Data entries
■ ■ ■ ■ ■

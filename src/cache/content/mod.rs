//! Content handling: merging processed writes into banks and the
//! rule-based processor.

pub mod merge;
pub mod rule_processor;

pub use merge::{apply_write, merge_into_bank};
pub use rule_processor::RuleBasedProcessor;
use serde::{Deserialize, Serialize};
use url::Url;

// =============================================================================
// Rendered Message Types
// =============================================================================

/// Who authored a message in the conversation log.
#[derive(Debug, Clone, Copy, PartialEq, Eq, Serialize, Deserialize)]
#[serde(rename_all = "lowercase")]
pub enum Role {
    User,
    Bot,
}

/// Where an anchor leads.
#[derive(Debug, Clone, Copy, PartialEq, Eq, Serialize, Deserialize)]
#[serde(rename_all = "lowercase")]
pub enum LinkKind {
    /// Relative page or in-page anchor, e.g. `kontakt.html#mapa`.
    Page,
    /// Absolute URL.
    External,
    /// `tel:` URI.
    Telephone,
}

impl LinkKind {
    pub fn classify(href: &str) -> Self {
        match Url::parse(href) {
            Ok(url) if url.scheme() == "tel" => Self::Telephone,
            Ok(_) => Self::External,
            Err(_) => Self::Page,
        }
    }
}

/// A display unit produced from an answer segment.
#[derive(Debug, Clone, PartialEq, Eq, Serialize, Deserialize)]
#[serde(tag = "type", rename_all = "snake_case")]
pub enum RenderedUnit {
    Text { value: String },
    LineBreak,
    Anchor {
        text: String,
        href: String,
        kind: LinkKind,
    },
}

/// Ordered display units of one message bubble.
#[derive(Debug, Clone, Default, PartialEq, Eq, Serialize, Deserialize)]
#[serde(transparent)]
pub struct RenderedMessage {
    pub units: Vec<RenderedUnit>,
}

impl RenderedMessage {
    pub fn new(units: Vec<RenderedUnit>) -> Self {
        Self { units }
    }

    /// Single text run.
    pub fn from_text(value: impl Into<String>) -> Self {
        Self::new(vec![RenderedUnit::Text { value: value.into() }])
    }

    /// Flatten to plain text; anchors contribute their display text.
    pub fn plain_text(&self) -> String {
        let mut out = String::new();
        for unit in &self.units {
            match unit {
                RenderedUnit::Text { value } => out.push_str(value),
                RenderedUnit::LineBreak => out.push('\n'),
                RenderedUnit::Anchor { text, .. } => out.push_str(text),
            }
        }
        out
    }

    pub fn is_empty(&self) -> bool {
        self.units.is_empty()
    }
}

/// Entry in the append-only conversation log.
#[derive(Debug, Clone, PartialEq, Serialize, Deserialize)]
pub struct Message {
    pub role: Role,
    pub content: RenderedMessage,
    /// Unix timestamp in milliseconds.
    pub timestamp: i64,
}

impl Message {
    pub fn new(role: Role, content: RenderedMessage) -> Self {
        Self {
            role,
            content,
            timestamp: chrono::Utc::now().timestamp_millis(),
        }
    }

    pub fn user(text: impl Into<String>) -> Self {
        Self::new(Role::User, RenderedMessage::from_text(text))
    }

    pub fn bot(content: RenderedMessage) -> Self {
        Self::new(Role::Bot, content)
    }
}
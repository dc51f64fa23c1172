use axum::{
    body::Body,
    http::{Request, StatusCode},
    Router,
};
use clinic_core::AnswerSegment;
use clinic_gateway::{
    clinic_catalog, ConversationScript, GatewayConfig, GatewayServer, KeywordResolver, Normalizer,
};
use serde_json::{json, Value};
use std::sync::Arc;
use std::time::Duration;
use tower::ServiceExt;

fn server(config: GatewayConfig) -> GatewayServer {
    let resolver = Arc::new(KeywordResolver::new(
        clinic_catalog().unwrap(),
        Normalizer::default(),
    ));
    GatewayServer::new(config, resolver)
}

fn app() -> Router {
    server(GatewayConfig::default()).build_router()
}

async fn send(app: &Router, method: &str, uri: &str, body: Option<Value>) -> (StatusCode, Value) {
    let mut builder = Request::builder().method(method).uri(uri);
    let body = match body {
        Some(body) => {
            builder = builder.header("Content-Type", "application/json");
            Body::from(body.to_string())
        }
        None => Body::empty(),
    };

    let response = app
        .clone()
        .oneshot(builder.body(body).unwrap())
        .await
        .unwrap();
    let status = response.status();
    let bytes = axum::body::to_bytes(response.into_body(), usize::MAX)
        .await
        .unwrap();
    let json = if bytes.is_empty() {
        Value::Null
    } else {
        serde_json::from_slice(&bytes).unwrap()
    };
    (status, json)
}

#[tokio::test]
async fn test_health_endpoint() {
    let (status, json) = send(&app(), "GET", "/health", None).await;
    assert_eq!(status, StatusCode::OK);
    assert_eq!(json["status"], "ok");
}

#[tokio::test]
async fn test_intent_endpoint() {
    let app = app();

    let (status, json) = send(&app, "POST", "/v1/intent", Some(json!({"message": "Kde jste?"}))).await;
    assert_eq!(status, StatusCode::OK);
    assert_eq!(json["intent"], "adresa");
    assert!(json["trace_id"].is_string());

    let (_, json) = send(&app, "POST", "/v1/intent", Some(json!({"message": "   "}))).await;
    assert!(json["intent"].is_null());
}

#[tokio::test]
async fn test_quick_replies_endpoint() {
    let (status, json) = send(&app(), "GET", "/v1/intents", None).await;
    assert_eq!(status, StatusCode::OK);
    let replies = json.as_array().unwrap();
    assert_eq!(replies.len(), 5);
    assert_eq!(replies[0]["id"], "adresa");
    assert_eq!(replies[2]["title"], "Ordinační hodiny");
}

#[tokio::test]
async fn test_answer_endpoint() {
    let app = app();

    let (status, json) = send(&app, "GET", "/v1/intents/kontakt/answer", None).await;
    assert_eq!(status, StatusCode::OK);
    assert_eq!(json["segments"][1]["type"], "link");
    assert_eq!(json["segments"][1]["href"], "tel:+420773595504");
    assert_eq!(json["rendered"][1]["kind"], "telephone");

    let (status, json) = send(&app, "GET", "/v1/intents/parkovani/answer", None).await;
    assert_eq!(status, StatusCode::NOT_FOUND);
    assert_eq!(json["code"], "INTENT_NOT_FOUND");
}

#[tokio::test]
async fn test_session_greets_once() {
    let app = app();

    let (status, json) = send(&app, "POST", "/v1/sessions/s1/open", None).await;
    assert_eq!(status, StatusCode::OK);
    assert_eq!(json["state"], "open");
    assert_eq!(json["messages"].as_array().unwrap().len(), 1);
    assert_eq!(json["messages"][0]["role"], "bot");

    let (_, json) = send(&app, "POST", "/v1/sessions/s1/close", None).await;
    assert_eq!(json["state"], "closed");

    let (_, json) = send(&app, "POST", "/v1/sessions/s1/open", None).await;
    assert!(json["messages"].as_array().unwrap().is_empty());
}

#[tokio::test]
async fn test_session_messages() {
    let app = app();
    send(&app, "POST", "/v1/sessions/s2/open", None).await;

    let (status, json) = send(
        &app,
        "POST",
        "/v1/sessions/s2/messages",
        Some(json!({"text": "Jaké máte ordinační hodiny?"})),
    )
    .await;
    assert_eq!(status, StatusCode::OK);
    let messages = json["messages"].as_array().unwrap();
    assert_eq!(messages.len(), 2);
    assert_eq!(messages[0]["role"], "user");
    assert_eq!(messages[1]["role"], "bot");
    assert_eq!(messages[1]["content"].as_array().unwrap().last().unwrap()["href"], "hodiny.html");

    let (_, json) = send(
        &app,
        "POST",
        "/v1/sessions/s2/messages",
        Some(json!({"text": "xyzzy not a real topic"})),
    )
    .await;
    let messages = json["messages"].as_array().unwrap();
    assert_eq!(messages.len(), 2);
    assert!(messages[1]["content"][0]["value"]
        .as_str()
        .unwrap()
        .starts_with("Tomu zatím nerozumím"));

    let (_, json) = send(
        &app,
        "POST",
        "/v1/sessions/s2/messages",
        Some(json!({"quick_reply": "zastup", "label": "Zastupování"})),
    )
    .await;
    assert_eq!(json["messages"][0]["content"][0]["value"], "Zastupování");

    let (status, json) = send(&app, "GET", "/v1/sessions/s2", None).await;
    assert_eq!(status, StatusCode::OK);
    assert_eq!(json["messages"].as_array().unwrap().len(), 7);
}

#[tokio::test]
async fn test_blank_message_appends_nothing() {
    let app = app();
    let (status, json) = send(&app, "POST", "/v1/sessions/s3/messages", Some(json!({"text": "  "}))).await;
    assert_eq!(status, StatusCode::OK);
    assert!(json["messages"].as_array().unwrap().is_empty());
}

#[tokio::test]
async fn test_message_without_payload_is_rejected() {
    let (status, json) = send(&app(), "POST", "/v1/sessions/s4/messages", Some(json!({}))).await;
    assert_eq!(status, StatusCode::BAD_REQUEST);
    assert_eq!(json["code"], "INVALID_REQUEST");
}

#[tokio::test]
async fn test_unknown_session() {
    let (status, json) = send(&app(), "GET", "/v1/sessions/missing", None).await;
    assert_eq!(status, StatusCode::NOT_FOUND);
    assert_eq!(json["code"], "SESSION_NOT_FOUND");
}

#[tokio::test]
async fn test_session_cap_evicts_least_recently_used() {
    let app = server(GatewayConfig {
        max_sessions: 2,
        ..Default::default()
    })
    .build_router();

    send(&app, "POST", "/v1/sessions/s0/open", None).await;
    send(&app, "POST", "/v1/sessions/s1/open", None).await;
    // Touch s0 so s1 becomes the least recently used.
    let (status, _) = send(&app, "GET", "/v1/sessions/s0", None).await;
    assert_eq!(status, StatusCode::OK);

    send(&app, "POST", "/v1/sessions/s2/open", None).await;

    let (status, _) = send(&app, "GET", "/v1/sessions/s1", None).await;
    assert_eq!(status, StatusCode::NOT_FOUND);
    let (status, _) = send(&app, "GET", "/v1/sessions/s0", None).await;
    assert_eq!(status, StatusCode::OK);
    let (status, _) = send(&app, "GET", "/v1/sessions/s2", None).await;
    assert_eq!(status, StatusCode::OK);
}

#[tokio::test]
async fn test_many_sessions_stay_bounded() {
    let app = server(GatewayConfig {
        max_sessions: 50,
        ..Default::default()
    })
    .build_router();

    for i in 0..500 {
        send(&app, "POST", &format!("/v1/sessions/s{i}/open"), None).await;
    }

    let (status, _) = send(&app, "GET", "/v1/sessions/s0", None).await;
    assert_eq!(status, StatusCode::NOT_FOUND);
    let (status, _) = send(&app, "GET", "/v1/sessions/s499", None).await;
    assert_eq!(status, StatusCode::OK);
}

#[tokio::test]
async fn test_idle_sessions_expire() {
    let app = server(GatewayConfig {
        session_ttl: Duration::ZERO,
        ..Default::default()
    })
    .build_router();

    let (_, json) = send(&app, "POST", "/v1/sessions/idle/open", None).await;
    assert_eq!(json["messages"].as_array().unwrap().len(), 1);

    let (status, json) = send(&app, "GET", "/v1/sessions/idle", None).await;
    assert_eq!(status, StatusCode::NOT_FOUND);
    assert_eq!(json["code"], "SESSION_NOT_FOUND");

    // An expired session starts over and greets again.
    let (_, json) = send(&app, "POST", "/v1/sessions/idle/open", None).await;
    assert_eq!(json["messages"].as_array().unwrap().len(), 1);
}

#[tokio::test]
async fn test_script_applies_after_router_was_built() {
    let server = server(GatewayConfig::default());
    let _first = server.build_router();

    let app = server
        .with_script(ConversationScript {
            greeting: vec![AnswerSegment::text("Vítejte")],
            fallback: vec![AnswerSegment::text("Nevím.")],
        })
        .build_router();

    let (_, json) = send(&app, "POST", "/v1/sessions/s5/open", None).await;
    assert_eq!(json["messages"][0]["content"][0]["value"], "Vítejte");
}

■ ■ ■ ■ ■

- [EXERCISE DETAILS]: The response must consist of the lines above, from the first one through the line containing "Rendered Message Types", reproduced exactly.

- [RESPONSE BOX]:
filename src/cache/content/mod.rs
//! Content handling: merging processed writes into banks and the
//! rule-based processor.

pub mod merge;
pub mod rule_processor;

pub use merge::{apply_write, merge_into_bank};
pub use rule_processor::RuleBasedProcessor;
use serde::{Deserialize, Serialize};
use url::Url;

// =============================================================================
// Rendered Message Types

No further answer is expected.